Depuis la décision de sortie du nucléaire en 2003, « il apparaît que la période n’a pas été suffisamment mise à profit pour organiser une sortie du nucléaire dans des conditions optimales […] l’urgence actuelle est la conséquence de l’absence de mise en œuvre d’un plan énergétique belge », juge Michel Huart. « Pour permettre la fermeture du parc nucléaire, la Belgique compte sur les échanges internationaux, les énergies renouvelables et des mesures de flexibilité.
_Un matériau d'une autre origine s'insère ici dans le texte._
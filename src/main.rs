//! Runs one query expression against a JSON document and prints what it selects.
//!
//! ```text
//! docjoin <document.json> <expression> [settings file]
//! ```
//!
//! Log output is controlled through `RUST_LOG`, e.g. `RUST_LOG=docjoin=trace`.

use std::env;
use std::path::Path;
use std::process::ExitCode;

use serde_json::Value;
use tracing::{debug, error};
use tracing_subscriber::EnvFilter;

use docjoin::document::Document;
use docjoin::error::{DocjoinError, Result};
use docjoin::query::{Expression, Fragment, PathQuery, Query};
use docjoin::settings::Settings;

fn main() -> ExitCode {
    init_tracing();
    let args: Vec<String> = env::args().skip(1).collect();
    if args.len() < 2 || args.len() > 3 {
        eprintln!("usage: docjoin <document.json> <expression> [settings file]");
        return ExitCode::from(2);
    }
    match run(&args[0], &args[1], args.get(2).map(Path::new)) {
        Ok(()) => ExitCode::SUCCESS,
        Err(e) => {
            error!(error = %e, "query failed");
            ExitCode::FAILURE
        }
    }
}

fn run(path: &str, expression: &str, settings: Option<&Path>) -> Result<()> {
    let settings = Settings::load(settings)?;
    debug!(max_depth = settings.max_depth(), "settings loaded");
    let document = Document::read(path)?;
    let value: Value = serde_json::from_slice(document.bytes())
        .map_err(|e| DocjoinError::DecodeFailure {
            context: path.to_string(),
            source: e,
        })?;
    let fragment = PathQuery::new().query(&value, &Expression::new(expression))?;
    let output = match fragment {
        Fragment::Missing => Value::Null,
        Fragment::One(value) => value,
        Fragment::Many(values) => Value::Array(values),
    };
    let rendered = serde_json::to_string_pretty(&output).map_err(|e| DocjoinError::DecodeFailure {
        context: "output".to_string(),
        source: e,
    })?;
    println!("{}", rendered);
    Ok(())
}

fn init_tracing() {
    let filter = EnvFilter::try_from_default_env().unwrap_or_else(|_| EnvFilter::new("warn"));
    tracing_subscriber::fmt()
        .with_env_filter(filter)
        .with_writer(std::io::stderr)
        .init();
}
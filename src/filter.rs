//! Filters and the expressions they compile to.

use tracing::trace;

use crate::error::{ConfigurationError, Result};
use crate::query::Expression;
use crate::scalar::{Operator, Scalar};
use crate::shape::{Cardinality, Descriptor};

#[derive(Debug, Clone, PartialEq)]
pub struct Filter {
    field: String,
    operator: Operator,
    value: Scalar,
}

impl Filter {
    /// A caller filter. Only text, integer and boolean values are accepted.
    pub fn new(
        field: impl Into<String>,
        operator: Operator,
        value: impl Into<Scalar>,
    ) -> std::result::Result<Self, ConfigurationError> {
        let field = field.into();
        let value = value.into();
        match value {
            Scalar::Text(_) | Scalar::Int(_) | Scalar::UInt(_) | Scalar::Bool(_) => Ok(Self {
                field,
                operator,
                value,
            }),
            Scalar::Float(_) | Scalar::Float32(_) => {
                Err(ConfigurationError::UnsupportedFilterValueType {
                    field,
                    kind: value.data_type(),
                })
            }
        }
    }
    /// An equality filter on a relationship key, any key type allowed.
    pub fn equals(field: impl Into<String>, value: Scalar) -> Self {
        Self {
            field: field.into(),
            operator: Operator::Eq,
            value,
        }
    }
    pub fn field(&self) -> &str {
        &self.field
    }
    pub fn operator(&self) -> Operator {
        self.operator
    }
    pub fn value(&self) -> &Scalar {
        &self.value
    }
}

/// Compiles filters into one chained expression over a document of `descriptor` records.
///
/// Every step but the last selects all matches so the next step can narrow
/// them; the last step selects all matches only for collection targets.
pub fn build_expression<S>(
    filters: &[Filter],
    descriptor: &Descriptor<S>,
    cardinality: Cardinality,
) -> Result<Expression> {
    let mut expression = Expression::default();
    let last = filters.len().saturating_sub(1);
    for (i, filter) in filters.iter().enumerate() {
        let wire = descriptor.resolve_wire(filter.field());
        let literal = filter.value.literal().ok_or_else(|| {
            ConfigurationError::UnsupportedFilterValueType {
                field: filter.field.clone(),
                kind: filter.value.data_type(),
            }
        })?;
        let all = i < last || cardinality == Cardinality::Collection;
        expression = expression.chain(Expression::predicate(wire, filter.operator, &literal, all));
    }
    trace!(shape = descriptor.name(), %expression, "filter expression");
    Ok(expression)
}
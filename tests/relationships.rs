mod common;

use common::*;
use docjoin::document::Document;
use docjoin::resolution::{Resolution, declare};
use docjoin::scalar::Operator;

fn client(id: i64) -> Option<Client> {
    let mut client: Option<Client> = None;
    declare(&mut client, clients())
        .filter("ID", Operator::Eq, id)
        .expect("filter ok")
        .relationship("Orders", orders())
        .expect("declare ok")
        .resolve()
        .expect("resolve ok");
    client
}

#[test]
fn one_to_many_collects_referencing_records() {
    let bob = client(2).expect("client found");
    assert_eq!(bob.name, "Bob");
    let ids: Vec<i64> = bob.orders.iter().map(|o| o.id).collect();
    assert_eq!(ids, [2, 3]);
    assert!(bob.orders.iter().all(|o| o.client_id == bob.id));
}

#[test]
fn one_to_many_without_referencing_records_is_empty() {
    let dee = client(4).expect("client found");
    assert_eq!(dee.name, "Dee");
    assert!(dee.orders.is_empty());
}

#[test]
fn single_parent_follows_foreign_key() {
    let mut all: Vec<Order> = Vec::new();
    Resolution::declare(&mut all, orders())
        .relationship("Client", clients())
        .expect("declare ok")
        .resolve()
        .expect("resolve ok");
    let names: Vec<&str> = all
        .iter()
        .map(|o| o.client.as_ref().map(|c| c.name.as_str()).unwrap_or("-"))
        .collect();
    assert_eq!(names, ["Ann", "Bob", "Bob", "Cy"]);
}

#[test]
fn single_parent_without_match_stays_empty() {
    let stray = Document::from(r#"[{"id": 9, "client_id": 42, "product_id": 1}]"#);
    let mut order: Option<Order> = None;
    Resolution::declare(&mut order, stray)
        .relationship("Client", clients())
        .expect("declare ok")
        .relationship("Product", products())
        .expect("declare ok")
        .resolve()
        .expect("resolve ok");
    let order = order.expect("order found");
    assert!(order.client.is_none());
    assert_eq!(order.product.map(|p| p.title), Some("Lamp".to_string()));
}

#[test]
fn many_to_many_attaches_all_related_records() {
    let mut product: Option<Product> = None;
    Resolution::declare(&mut product, products())
        .filter("ID", Operator::Eq, 2)
        .expect("filter ok")
        .relationship_through("Categories", categories(), products_categories())
        .expect("declare ok")
        .resolve()
        .expect("resolve ok");
    let product = product.expect("product found");
    assert_eq!(names(&product.categories), ["Home", "Office"]);
}

#[test]
fn many_to_many_keeps_join_row_order_for_every_record() {
    let mut all: Vec<Product> = Vec::new();
    Resolution::declare(&mut all, products())
        .relationship_through("Categories", categories(), products_categories())
        .expect("declare ok")
        .resolve()
        .expect("resolve ok");
    let per_product: Vec<Vec<&str>> = all.iter().map(|p| names(&p.categories)).collect();
    assert_eq!(
        per_product,
        vec![vec!["Lighting", "Home"], vec!["Home", "Office"], vec!["Office"]]
    );
}

#[test]
fn many_to_many_into_single_field_takes_first() {
    let mut product: Option<Product> = None;
    Resolution::declare(&mut product, products())
        .filter("Title", Operator::Eq, "Lamp")
        .expect("filter ok")
        .relationship_through("PrimaryCategory", categories(), products_categories())
        .expect("declare ok")
        .resolve()
        .expect("resolve ok");
    let primary = product.and_then(|p| p.primary_category);
    assert_eq!(primary.map(|c| c.name), Some("Lighting".to_string()));
}

#[test]
fn many_to_many_skips_rows_without_remote_key() {
    let join = Document::from(
        r#"[{"product_id": 1}, {"product_id": 1, "category_id": [10]}, {"product_id": 1, "category_id": 30}]"#,
    );
    let mut product: Option<Product> = None;
    Resolution::declare(&mut product, products())
        .filter("ID", Operator::Eq, 1)
        .expect("filter ok")
        .relationship_through("Categories", categories(), join)
        .expect("declare ok")
        .resolve()
        .expect("resolve ok");
    assert_eq!(names(&product.expect("product found").categories), ["Office"]);
}

#[test]
fn many_to_many_without_join_rows_is_empty() {
    let mut product: Option<Product> = None;
    Resolution::declare(&mut product, products())
        .filter("ID", Operator::Eq, 1)
        .expect("filter ok")
        .relationship_through("Categories", categories(), "[]")
        .expect("declare ok")
        .resolve()
        .expect("resolve ok");
    assert!(product.expect("product found").categories.is_empty());
}

#[test]
fn redeclared_relationship_uses_latest_source() {
    let mut bob: Option<Client> = None;
    Resolution::declare(&mut bob, clients())
        .filter("ID", Operator::Eq, 2)
        .expect("filter ok")
        .relationship("Orders", "[]")
        .expect("declare ok")
        .relationship("Orders", orders())
        .expect("redeclare ok")
        .resolve()
        .expect("resolve ok");
    assert_eq!(bob.expect("client found").orders.len(), 2);
}

#[test]
fn key_without_scalar_form_leaves_relationship_empty() {
    let mut ann: Option<Client> = None;
    Resolution::declare(&mut ann, clients())
        .filter("ID", Operator::Eq, 1)
        .expect("filter ok")
        .relationship("TaggedOrders", orders())
        .expect("declare ok")
        .relationship("Orders", orders())
        .expect("declare ok")
        .resolve()
        .expect("resolve ok");
    let ann = ann.expect("client found");
    assert!(ann.tagged_orders.is_empty());
    assert_eq!(ann.orders.len(), 1);
}
//! The document query capability.
//!
//! The engine never walks documents itself; it hands an [`Expression`] to a
//! [`Query`] implementation and gets a [`Fragment`] back. [`PathQuery`] is the
//! provided implementation and understands a small path/predicate language:
//!
//! ```text
//! #(client_id==2)        first element of an array whose client_id is 2
//! #(client_id==2)#       all such elements
//! #(price>100)#|#(title=="Desk")
//!                        steps chained with '|', each narrowing the last
//! orders.0.product_id    member and index access
//! ```
//!
//! Literals are JSON literals. Operators are `==` (or `=`), `!=`, `<`, `<=`,
//! `>` and `>=`. A field name holding spaces, quotes, operator characters or
//! the step separator is written as a JSON string: `#("row id"==2)`.

use std::cmp::Ordering;
use std::fmt;

use lazy_static::lazy_static;
use regex::Regex;
use serde_json::{Number, Value};
use tracing::trace;

use crate::error::{DocjoinError, Result};
use crate::scalar::Operator;

lazy_static! {
    static ref PREDICATE: Regex =
        Regex::new(r#"^#\(\s*("(?:[^"\\]|\\.)*"|[^\s=!<>()"]+)\s*(==|!=|<=|>=|=|<|>)\s*(.+?)\s*\)(#?)$"#)
            .expect("predicate pattern compiles");
    static ref BARE_FIELD: Regex =
        Regex::new(r#"^[^\s=!<>()"|\\]+$"#).expect("field pattern compiles");
    static ref PATH: Regex = Regex::new(r"^[^#()\s|]+$").expect("path pattern compiles");
}

// ------------- Expression -------------
/// An opaque query expression as understood by a [`Query`] implementation.
#[derive(Debug, Clone, PartialEq, Eq, Hash, Default)]
pub struct Expression(String);

impl Expression {
    pub const SEPARATOR: char = '|';

    pub fn new(expression: impl Into<String>) -> Self {
        Self(expression.into())
    }
    /// A single predicate step selecting the first match, or all matches when `all` is set.
    pub fn predicate(field: &str, operator: Operator, literal: &str, all: bool) -> Self {
        let suffix = if all { "#" } else { "" };
        let field = if BARE_FIELD.is_match(field) {
            field.to_string()
        } else {
            Value::String(field.to_string()).to_string()
        };
        Self(format!("#({}{}{}){}", field, operator, literal, suffix))
    }
    /// Appends `next` so that it runs over the result of `self`.
    pub fn chain(self, next: Expression) -> Self {
        if self.0.is_empty() {
            return next;
        }
        Self(format!("{}{}{}", self.0, Self::SEPARATOR, next.0))
    }
    pub fn as_str(&self) -> &str {
        &self.0
    }
    pub fn is_empty(&self) -> bool {
        self.0.is_empty()
    }
}

impl fmt::Display for Expression {
    fn fmt(&self, f: &mut fmt::Formatter) -> fmt::Result {
        f.write_str(&self.0)
    }
}

impl From<&str> for Expression {
    fn from(s: &str) -> Self {
        Self::new(s)
    }
}

impl From<String> for Expression {
    fn from(s: String) -> Self {
        Self::new(s)
    }
}

// ------------- Fragment -------------
/// The outcome of a query.
///
/// `Missing` is the explicit no-match sentinel, which is not the same thing as
/// a multi-match that happened to select nothing (`Many(vec![])`).
#[derive(Debug, Clone, PartialEq)]
pub enum Fragment {
    Missing,
    One(Value),
    Many(Vec<Value>),
}

impl Fragment {
    pub fn is_missing(&self) -> bool {
        matches!(self, Fragment::Missing)
    }
    pub fn len(&self) -> usize {
        match self {
            Fragment::Missing => 0,
            Fragment::One(_) => 1,
            Fragment::Many(values) => values.len(),
        }
    }
    pub fn is_empty(&self) -> bool {
        self.len() == 0
    }
    pub fn into_values(self) -> Vec<Value> {
        match self {
            Fragment::Missing => Vec::new(),
            Fragment::One(value) => vec![value],
            Fragment::Many(values) => values,
        }
    }
}

/// Locates the fragment(s) of a parsed document selected by an expression.
pub trait Query {
    fn query(&self, document: &Value, expression: &Expression) -> Result<Fragment>;
}

// ------------- PathQuery -------------
#[derive(Debug, Clone, PartialEq)]
enum Step {
    Predicate {
        field: String,
        operator: Operator,
        literal: Value,
        all: bool,
    },
    Path(Vec<String>),
}

/// Borrowed intermediate results, cloned into a [`Fragment`] only at the end.
enum Matches<'d> {
    Missing,
    One(&'d Value),
    Many(Vec<&'d Value>),
}

#[derive(Debug, Clone, Copy, Default)]
pub struct PathQuery;

impl PathQuery {
    pub fn new() -> Self {
        Self
    }

    fn compile(expression: &str) -> Result<Vec<Step>> {
        let mut steps = Vec::new();
        for (offset, step) in split_steps(expression) {
            steps.push(parse_step(step.trim(), offset)?);
        }
        Ok(steps)
    }
}

impl Query for PathQuery {
    fn query(&self, document: &Value, expression: &Expression) -> Result<Fragment> {
        if expression.is_empty() {
            return Ok(Fragment::One(document.clone()));
        }
        let steps = Self::compile(expression.as_str())?;
        let mut current = Matches::One(document);
        for step in &steps {
            current = apply(step, current);
            if let Matches::Missing = current {
                break;
            }
        }
        let fragment = match current {
            Matches::Missing => Fragment::Missing,
            Matches::One(value) => Fragment::One(value.clone()),
            Matches::Many(values) => Fragment::Many(values.into_iter().cloned().collect()),
        };
        trace!(%expression, matched = fragment.len(), "path query");
        Ok(fragment)
    }
}

// Splits on '|' outside of string literals, keeping the byte offset of every step.
fn split_steps(expression: &str) -> Vec<(usize, &str)> {
    let mut steps = Vec::new();
    let mut in_string = false;
    let mut escaped = false;
    let mut start = 0;
    for (i, c) in expression.char_indices() {
        if in_string {
            if escaped {
                escaped = false;
            } else if c == '\\' {
                escaped = true;
            } else if c == '"' {
                in_string = false;
            }
        } else if c == '"' {
            in_string = true;
        } else if c == Expression::SEPARATOR {
            steps.push((start, &expression[start..i]));
            start = i + c.len_utf8();
        }
    }
    steps.push((start, &expression[start..]));
    steps
}

fn parse_step(step: &str, offset: usize) -> Result<Step> {
    if step.is_empty() {
        return Err(DocjoinError::parse("empty step in expression", offset));
    }
    if let Some(captures) = PREDICATE.captures(step) {
        let field = unquote(&captures[1], offset)?;
        let operator = captures[2]
            .parse::<Operator>()
            .map_err(|e| DocjoinError::parse(e.to_string(), offset))?;
        let literal: Value = serde_json::from_str(&captures[3]).map_err(|e| {
            DocjoinError::parse(format!("invalid literal {}: {}", &captures[3], e), offset)
        })?;
        if matches!(literal, Value::Array(_) | Value::Object(_)) {
            return Err(DocjoinError::parse(
                format!("literal {} is not a scalar", &captures[3]),
                offset,
            ));
        }
        return Ok(Step::Predicate {
            field,
            operator,
            literal,
            all: !captures[4].is_empty(),
        });
    }
    if PATH.is_match(step) {
        return Ok(Step::Path(step.split('.').map(str::to_string).collect()));
    }
    Err(DocjoinError::parse(format!("unrecognized step: {}", step), offset))
}

fn unquote(field: &str, offset: usize) -> Result<String> {
    if !field.starts_with('"') {
        return Ok(field.to_string());
    }
    serde_json::from_str(field)
        .map_err(|e| DocjoinError::parse(format!("invalid field name {}: {}", field, e), offset))
}

fn apply<'d>(step: &Step, current: Matches<'d>) -> Matches<'d> {
    match step {
        Step::Predicate {
            field,
            operator,
            literal,
            all,
        } => {
            let candidates: Vec<&'d Value> = match current {
                Matches::Missing => return Matches::Missing,
                Matches::One(Value::Array(items)) => items.iter().collect(),
                Matches::One(value) => vec![value],
                Matches::Many(values) => values,
            };
            let mut matched = candidates
                .into_iter()
                .filter(|candidate| holds(candidate, field, *operator, literal));
            if *all {
                Matches::Many(matched.collect())
            } else {
                match matched.next() {
                    Some(value) => Matches::One(value),
                    None => Matches::Missing,
                }
            }
        }
        Step::Path(segments) => match current {
            Matches::Missing => Matches::Missing,
            Matches::One(value) => match walk(value, segments) {
                Some(found) => Matches::One(found),
                None => Matches::Missing,
            },
            Matches::Many(values) => Matches::Many(
                values
                    .into_iter()
                    .filter_map(|value| walk(value, segments))
                    .collect(),
            ),
        },
    }
}

fn walk<'d>(mut value: &'d Value, segments: &[String]) -> Option<&'d Value> {
    for segment in segments {
        value = match value {
            Value::Object(members) => members.get(segment)?,
            Value::Array(items) => items.get(segment.parse::<usize>().ok()?)?,
            _ => return None,
        };
    }
    Some(value)
}

enum Comparison {
    Ordered(Ordering),
    Equality(bool),
    Incomparable,
}

fn holds(candidate: &Value, field: &str, operator: Operator, literal: &Value) -> bool {
    // an absent field satisfies no operator, not even !=
    let Some(value) = candidate.get(field) else {
        return false;
    };
    match compare(value, literal) {
        Comparison::Ordered(ordering) => match operator {
            Operator::Eq => ordering == Ordering::Equal,
            Operator::Ne => ordering != Ordering::Equal,
            Operator::Lt => ordering == Ordering::Less,
            Operator::Le => ordering != Ordering::Greater,
            Operator::Gt => ordering == Ordering::Greater,
            Operator::Ge => ordering != Ordering::Less,
        },
        Comparison::Equality(equal) => match operator {
            Operator::Eq => equal,
            Operator::Ne => !equal,
            _ => false,
        },
        Comparison::Incomparable => operator == Operator::Ne,
    }
}

fn compare(left: &Value, right: &Value) -> Comparison {
    match (left, right) {
        (Value::Number(a), Value::Number(b)) => match compare_numbers(a, b) {
            Some(ordering) => Comparison::Ordered(ordering),
            None => Comparison::Incomparable,
        },
        (Value::String(a), Value::String(b)) => Comparison::Ordered(a.cmp(b)),
        (Value::Bool(a), Value::Bool(b)) => Comparison::Equality(a == b),
        (Value::Null, Value::Null) => Comparison::Equality(true),
        _ => Comparison::Incomparable,
    }
}

fn compare_numbers(a: &Number, b: &Number) -> Option<Ordering> {
    if let (Some(x), Some(y)) = (a.as_i64(), b.as_i64()) {
        return Some(x.cmp(&y));
    }
    if let (Some(x), Some(y)) = (a.as_u64(), b.as_u64()) {
        return Some(x.cmp(&y));
    }
    a.as_f64()?.partial_cmp(&b.as_f64()?)
}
Elle a doublé ses capacités d’interconnections avec les pays voisins, augmenté les capacités renouvelables (principalement éolien offshore et sur terre ainsi que photovoltaïque) et elle souhaite disposer d’un mécanisme de capacité de réserve basé sur des centrales de pointe au gaz naturel ».
La Belgique envisage ainsi la construction de 3 GW de nouvelles centrales à gaz, précise Damien Ernst, professeur à l'ULiège, spécialiste des questions énergétiques. Mais cette option du gaz ne constitue « pas une garantie » selon lui : un appel d’offres aura lieu en octobre 2021 pour ces centrales (auquel participera Electrabel) qui devraient commencer à être construites seulement en 2022.
En outre, le « capacity remuneration mechanism » belge(8) qui prévoit d’assurer la rentabilité de ces installations (utilisées lors des pics de consommation) doit encore être approuvé au niveau européen. Celui-ci pourrait « renchérir de 600 à 700 millions d’euros par an la surcharge d'Elia(9) payée » par les consommateurs d’électricité en Belgique (soit près de 8 €/MWh), souligne Damien Ernst. Pour rappel, la Belgique est déjà le 3e pays de l'Union européenne où les ménages paient leur électricité le plus cher selon les dernières données d’Eurostat (286 €/MWh au 2e semestre 2019), après le Danemark et l’Allemagne(10).
Si un nouveau revirement politique semble improbable pour Damien Ernst - les Verts ayant fait de l’arrêt du nucléaire « une condition de leur entrée au gouvernement » - Electrabel a publié un communiqué le 18 novembre(11) indiquant que le groupe continue à travailler sur « les deux options de fermeture et de prolongation » pour ses réacteurs nucléaires de Doel 4 et Tihange 3.